TO DO: This task calls for copying each line below that contains "seen".

====== SOURCE MATERIAL

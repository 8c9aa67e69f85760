pub mod action;
pub mod agent;
pub mod browser;
pub mod dom;
pub mod error;
pub mod executor;
pub mod gemini;
pub mod planner;
pub mod scraper;
pub mod simplify;
pub mod store;

pub use action::{Action, Locator, Outcome, ScrollDirection};
pub use agent::{Agent, AgentConfig, AgentState, Computer, Goal, Reasoner, RunReport, TerminationReason};
pub use browser::{Browser, BrowserConfig, ChromiumComputer};
pub use gemini::{GeminiClient, GeminiConfig};
pub use store::{JsonFileSink, NullSink, ResultSink, ResultStore, StepRecord};
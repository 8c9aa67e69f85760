#![allow(dead_code)]

use async_trait::async_trait;
use glass_scout::agent::{AgentConfig, Computer, Reasoner};
use glass_scout::dom::{Element, PageTree};
use glass_scout::error::{AgentError, ComputerError, ReasonerError};
use glass_scout::executor::ExecutorConfig;
use glass_scout::planner::{PlannerConfig, PlanningRequest};
use glass_scout::simplify::{PageSimplifier, SimplifierConfig};
use glass_scout::store::{ResultSink, StepRecord};
use glass_scout::Locator;
use std::collections::{HashMap, HashSet, VecDeque};
use std::sync::{Arc, Mutex};
use std::time::Duration;
use tokio_util::sync::CancellationToken;

pub fn fast_config(max_steps: usize) -> AgentConfig {
    AgentConfig {
        max_steps,
        navigation_timeout: Duration::from_secs(1),
        simplifier: SimplifierConfig { retry_delay: Duration::from_millis(1), ..Default::default() },
        planner: PlannerConfig {
            initial_backoff: Duration::from_millis(1),
            max_backoff: Duration::from_millis(2),
            ..Default::default()
        },
        executor: ExecutorConfig {
            action_timeout: Duration::from_secs(1),
            settle_timeout: Duration::from_millis(50),
        },
        ..Default::default()
    }
}

pub fn page(url: &str, body: Element) -> PageTree {
    PageTree {
        url: url.to_string(),
        title: None,
        root: Element::new("html").child(body),
    }
}

/// Search box plus a two-result list.
pub fn results_page() -> PageTree {
    page(
        "https://shop.example/search",
        Element::new("body")
            .child(Element::new("input").attr("id", "q").attr("placeholder", "Search"))
            .child(Element::new("button").attr("id", "go").with_text("Go"))
            .child(
                Element::new("ul")
                    .child(Element::new("li").child(Element::new("a").attr("href", "/p/1").with_text("First result")))
                    .child(Element::new("li").child(Element::new("a").attr("href", "/p/2").with_text("Second result"))),
            ),
    )
}

#[derive(Default)]
pub struct MockState {
    pub page: Option<PageTree>,
    /// Clicking the key selector loads the page.
    pub on_click: HashMap<String, PageTree>,
    /// Selectors that disappear between observation and execution.
    pub vanished: HashSet<String>,
    /// Reads that report a page still loading before succeeding.
    pub busy_reads: u32,
    pub always_busy: bool,
    pub fail_navigation: bool,
    pub calls: Vec<String>,
}

#[derive(Clone, Default)]
pub struct MockComputer {
    pub state: Arc<Mutex<MockState>>,
}

impl MockComputer {
    pub fn new(page: PageTree) -> Self {
        let state = MockState { page: Some(page), ..Default::default() };
        Self { state: Arc::new(Mutex::new(state)) }
    }

    pub fn with(self, f: impl FnOnce(&mut MockState)) -> Self {
        f(&mut self.state.lock().unwrap());
        self
    }

    pub fn calls(&self) -> Vec<String> {
        self.state.lock().unwrap().calls.clone()
    }

    fn resolve(st: &MockState, target: &Locator) -> Result<(), ComputerError> {
        let present = st
            .page
            .as_ref()
            .map(|p| PageSimplifier::default().simplify(p).contains(target))
            .unwrap_or(false);
        if present && !st.vanished.contains(target.as_str()) {
            Ok(())
        } else {
            Err(ComputerError::NotFound(target.clone()))
        }
    }
}

#[async_trait]
impl Computer for MockComputer {
    async fn open_url(&self, url: &str) -> Result<(), ComputerError> {
        let mut st = self.state.lock().unwrap();
        st.calls.push(format!("open {url}"));
        if st.fail_navigation {
            return Err(ComputerError::Driver("net::ERR_NAME_NOT_RESOLVED".into()));
        }
        Ok(())
    }

    async fn page_tree(&self) -> Result<PageTree, ComputerError> {
        let mut st = self.state.lock().unwrap();
        st.calls.push("read".into());
        if st.always_busy {
            return Err(ComputerError::PageBusy);
        }
        if st.busy_reads > 0 {
            st.busy_reads -= 1;
            return Err(ComputerError::PageBusy);
        }
        st.page.clone().ok_or(ComputerError::PageBusy)
    }

    async fn click(&self, target: &Locator) -> Result<(), ComputerError> {
        let mut st = self.state.lock().unwrap();
        st.calls.push(format!("click {target}"));
        Self::resolve(&st, target)?;
        if let Some(next) = st.on_click.get(target.as_str()).cloned() {
            st.page = Some(next);
        }
        Ok(())
    }

    async fn type_text(&self, target: &Locator, text: &str) -> Result<(), ComputerError> {
        let mut st = self.state.lock().unwrap();
        st.calls.push(format!("type {target} {text}"));
        Self::resolve(&st, target)
    }

    async fn scroll(&self, dy: i64) -> Result<(), ComputerError> {
        self.state.lock().unwrap().calls.push(format!("scroll {dy}"));
        Ok(())
    }

    async fn wait_for_stable(&self, _timeout: Duration) -> Result<(), ComputerError> {
        self.state.lock().unwrap().calls.push("settle".into());
        Ok(())
    }
}

/// Replays canned replies in order; an exhausted script reports an outage.
#[derive(Clone, Default)]
pub struct ScriptedReasoner {
    replies: Arc<Mutex<VecDeque<Result<String, ReasonerError>>>>,
    seen: Arc<Mutex<Vec<PlanningRequest>>>,
    cancel_after: Option<(usize, CancellationToken)>,
}

impl ScriptedReasoner {
    pub fn new<I, S>(replies: I) -> Self
    where
        I: IntoIterator<Item = S>,
        S: Into<String>,
    {
        Self {
            replies: Arc::new(Mutex::new(replies.into_iter().map(|r| Ok(r.into())).collect())),
            ..Default::default()
        }
    }

    pub fn then_error(self, err: ReasonerError) -> Self {
        self.replies.lock().unwrap().push_back(Err(err));
        self
    }

    /// Fire `token` once `calls` requests have been answered.
    pub fn cancelling_after(mut self, calls: usize, token: CancellationToken) -> Self {
        self.cancel_after = Some((calls, token));
        self
    }

    pub fn requests(&self) -> Vec<PlanningRequest> {
        self.seen.lock().unwrap().clone()
    }
}

#[async_trait]
impl Reasoner for ScriptedReasoner {
    async fn complete(&self, request: &PlanningRequest) -> Result<String, ReasonerError> {
        let calls = {
            let mut seen = self.seen.lock().unwrap();
            seen.push(request.clone());
            seen.len()
        };
        if let Some((after, token)) = &self.cancel_after {
            if calls >= *after {
                token.cancel();
            }
        }
        self.replies
            .lock()
            .unwrap()
            .pop_front()
            .unwrap_or_else(|| Err(ReasonerError::Unavailable("connection refused".into())))
    }
}

/// Keeps what was persisted so tests can inspect it.
#[derive(Clone, Default)]
pub struct MemorySink {
    pub writes: Arc<Mutex<Vec<Vec<StepRecord>>>>,
}

impl MemorySink {
    pub fn persisted(&self) -> Vec<Vec<StepRecord>> {
        self.writes.lock().unwrap().clone()
    }
}

#[async_trait]
impl ResultSink for MemorySink {
    async fn persist(&self, _run_id: &str, records: &[StepRecord]) -> Result<(), AgentError> {
        self.writes.lock().unwrap().push(records.to_vec());
        Ok(())
    }
}

pub struct FailingSink;

#[async_trait]
impl ResultSink for FailingSink {
    async fn persist(&self, _run_id: &str, _records: &[StepRecord]) -> Result<(), AgentError> {
        Err(AgentError::Persistence("disk full".into()))
    }
}

pub fn reply(action: &str, selector: Option<&str>, value: Option<&str>) -> String {
    serde_json::json!({
        "thought": "test",
        "action": action,
        "selector": selector,
        "value": value,
    })
    .to_string()
}
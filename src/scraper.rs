use serde::{Deserialize, Serialize};
use std::time::Duration;
use tracing::{debug, warn};

use crate::agent::Computer;
use crate::dom::{collapse_whitespace, resolve_link, DomNode, Element, PageTree};
use crate::error::ComputerError;

/// Elements that form one record on their own (search hits, rows, list items).
const RECORD_TAGS: &[&str] = &[
    "li", "p", "h1", "h2", "h3", "h4", "h5", "h6", "tr", "dt", "dd", "figcaption", "blockquote",
    "article",
];

/// Controls whose text is chrome, not content.
const SKIPPED_TAGS: &[&str] = &["button", "select", "option", "textarea", "input", "nav"];

#[derive(Clone, Debug, PartialEq, Eq, Serialize, Deserialize)]
pub struct ScrapedItem {
    pub text: String,
    pub link: Option<String>,
}

#[derive(Default)]
struct Harvest {
    items: Vec<ScrapedItem>,
    dropped: usize,
}

#[derive(Clone, Debug)]
pub struct Scraper {
    pub capture_timeout: Duration,
    pub max_items: usize,
}

impl Default for Scraper {
    fn default() -> Self {
        Self { capture_timeout: Duration::from_secs(10), max_items: 500 }
    }
}

impl Scraper {
    /// Read the live page and extract its records. An empty page yields no items.
    pub async fn scrape<C>(&self, computer: &C) -> Result<Vec<ScrapedItem>, ComputerError>
    where
        C: Computer + ?Sized,
    {
        let tree = tokio::time::timeout(self.capture_timeout, computer.page_tree())
            .await
            .map_err(|_| ComputerError::Timeout(self.capture_timeout))??;
        Ok(self.extract(&tree))
    }

    pub fn extract(&self, tree: &PageTree) -> Vec<ScrapedItem> {
        let harvest = self.harvest(tree);
        if harvest.dropped > 0 {
            warn!(
                url = %tree.url,
                kept = harvest.items.len(),
                dropped = harvest.dropped,
                "scrape hit the item cap, later records were dropped"
            );
        } else {
            debug!(url = %tree.url, items = harvest.items.len(), "scraped page");
        }
        harvest.items
    }

    fn harvest(&self, tree: &PageTree) -> Harvest {
        let mut out = Harvest::default();
        self.walk(&tree.root, &tree.url, None, &mut out);
        out
    }

    fn walk(&self, el: &Element, base: &str, link: Option<&str>, out: &mut Harvest) {
        if el.is_noise() || SKIPPED_TAGS.contains(&el.tag.as_str()) {
            return;
        }
        let link = el.navigable_href().or(link);

        if RECORD_TAGS.contains(&el.tag.as_str()) || el.navigable_href().is_some() {
            let text = el.text_content();
            if !text.is_empty() {
                // Own or enclosing anchor first, then the first anchor inside.
                let href = link.or_else(|| el.first_descendant_href());
                self.push(out, text, href.map(|h| resolve_link(base, h)));
            }
            return;
        }

        for child in &el.children {
            match child {
                DomNode::Text { text } => {
                    let text = collapse_whitespace(text);
                    if !text.is_empty() {
                        self.push(out, text, link.map(|h| resolve_link(base, h)));
                    }
                }
                DomNode::Element(child) => self.walk(child, base, link, out),
            }
        }
    }

    fn push(&self, out: &mut Harvest, text: String, link: Option<String>) {
        if out.items.len() < self.max_items {
            out.items.push(ScrapedItem { text, link });
        } else {
            out.dropped += 1;
        }
    }
}

#[cfg(test)]
mod tests {
    use super::*;

    fn page(body: Element) -> PageTree {
        PageTree {
            url: "https://shop.example/search?q=shoes".into(),
            title: None,
            root: Element::new("html").child(body),
        }
    }

    #[test]
    fn associates_links_from_self_ancestor_or_descendant() {
        let tree = page(
            Element::new("body")
                .child(
                    Element::new("ul")
                        .child(Element::new("li").child(
                            Element::new("a").attr("href", "/p/1").child(Element::new("span").with_text("Red shoe")),
                        ))
                        .child(
                            Element::new("li")
                                .with_text("Blue shoe")
                                .child(Element::new("a").attr("href", "/p/2").with_text("details")),
                        ),
                )
                .child(Element::new("h3").with_text("No link here"))
                .child(Element::new("a").attr("href", "https://other.example/").with_text("Partner")),
        );
        let items = Scraper::default().extract(&tree);
        assert_eq!(
            items,
            vec![
                ScrapedItem { text: "Red shoe".into(), link: Some("https://shop.example/p/1".into()) },
                ScrapedItem { text: "Blue shoe details".into(), link: Some("https://shop.example/p/2".into()) },
                ScrapedItem { text: "No link here".into(), link: None },
                ScrapedItem { text: "Partner".into(), link: Some("https://other.example/".into()) },
            ]
        );
    }

    #[test]
    fn text_inside_an_anchor_wrapper_inherits_its_link() {
        let tree = page(Element::new("body").child(
            Element::new("a").attr("href", "/card").child(Element::new("div").child(Element::new("p").with_text("Card title"))),
        ));
        let items = Scraper::default().extract(&tree);
        assert_eq!(items.len(), 1);
        assert_eq!(items[0].link.as_deref(), Some("https://shop.example/card"));
    }

    #[test]
    fn item_cap_keeps_the_first_records_and_counts_the_rest() {
        let mut list = Element::new("ul");
        for i in 0..5 {
            list = list.child(Element::new("li").with_text(format!("Item {i}")));
        }
        let tree = page(Element::new("body").child(list));
        let scraper = Scraper { max_items: 3, ..Default::default() };

        let harvest = scraper.harvest(&tree);
        assert_eq!(harvest.dropped, 2);
        let texts: Vec<_> = scraper.extract(&tree).into_iter().map(|i| i.text).collect();
        assert_eq!(texts, vec!["Item 0", "Item 1", "Item 2"]);
    }

    #[test]
    fn empty_page_yields_no_items() {
        let tree = page(Element::new("body").child(Element::new("script").with_text("x()")).child(Element::new("div")));
        assert!(Scraper::default().extract(&tree).is_empty());
    }

    #[test]
    fn hidden_content_and_controls_are_ignored() {
        let tree = page(
            Element::new("body")
                .child(Element::new("p").hidden().with_text("invisible"))
                .child(Element::new("button").with_text("Add to cart"))
                .with_text("loose text"),
        );
        let items = Scraper::default().extract(&tree);
        assert_eq!(items, vec![ScrapedItem { text: "loose text".into(), link: None }]);
    }
}
use std::time::Duration;
use tracing::{debug, warn};

use crate::action::{Action, Outcome};
use crate::agent::Computer;
use crate::error::{ComputerError, ExecutionError};

#[derive(Clone, Debug)]
pub struct ExecutorConfig {
    /// Upper bound for one click/type/scroll.
    pub action_timeout: Duration,
    /// Upper bound for the post-action wait for an idle page.
    pub settle_timeout: Duration,
}

impl Default for ExecutorConfig {
    fn default() -> Self {
        Self {
            action_timeout: Duration::from_secs(10),
            settle_timeout: Duration::from_secs(5),
        }
    }
}

/// Performs one action against the live page. Failures become outcomes, never errors.
pub struct ActionExecutor {
    cfg: ExecutorConfig,
}

impl Default for ActionExecutor {
    fn default() -> Self {
        Self::new(ExecutorConfig::default())
    }
}

impl ActionExecutor {
    pub fn new(cfg: ExecutorConfig) -> Self {
        Self { cfg }
    }

    pub async fn execute<C>(&self, computer: &C, action: &Action) -> Outcome
    where
        C: Computer + ?Sized,
    {
        match self.try_execute(computer, action).await {
            Ok(()) => Outcome::Succeeded,
            Err(err) => {
                warn!(action = ?action, error = %err, "action failed");
                Outcome::failed(err.to_string())
            }
        }
    }

    async fn try_execute<C>(&self, computer: &C, action: &Action) -> Result<(), ExecutionError>
    where
        C: Computer + ?Sized,
    {
        // Locators are resolved by the driver now, against the page as it is.
        let op = async {
            let done = match action {
                Action::Click { target } => computer.click(target).await,
                Action::Type { into, text } => computer.type_text(into, text).await,
                Action::Scroll { direction } => computer.scroll(direction.delta()).await,
                // No browser operation: scraping reads the page, finishing stops the run.
                Action::Scrape { .. } | Action::Finish { .. } => return Ok(false),
            };
            done.map(|_| true)
        };
        let interacted = tokio::time::timeout(self.cfg.action_timeout, op)
            .await
            .map_err(|_| ComputerError::Timeout(self.cfg.action_timeout))??;

        if interacted {
            self.settle(computer).await;
        }
        Ok(())
    }

    /// Bounded wait for the page to go idle; a page that never settles is not a failure.
    async fn settle<C>(&self, computer: &C)
    where
        C: Computer + ?Sized,
    {
        let limit = self.cfg.settle_timeout;
        match tokio::time::timeout(limit, computer.wait_for_stable(limit)).await {
            Ok(Ok(())) => debug!("page settled"),
            Ok(Err(err)) => warn!(error = %err, "page did not settle"),
            Err(_) => warn!(timeout = ?limit, "page did not settle in time"),
        }
    }
}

============

WORKED SOLUTION:
    seen: Arc<Mutex<Vec<PlanningRequest>>>,
        self.seen.lock().unwrap().clone()
            let mut seen = self.seen.lock().unwrap();
            seen.push(request.clone());
            seen.len()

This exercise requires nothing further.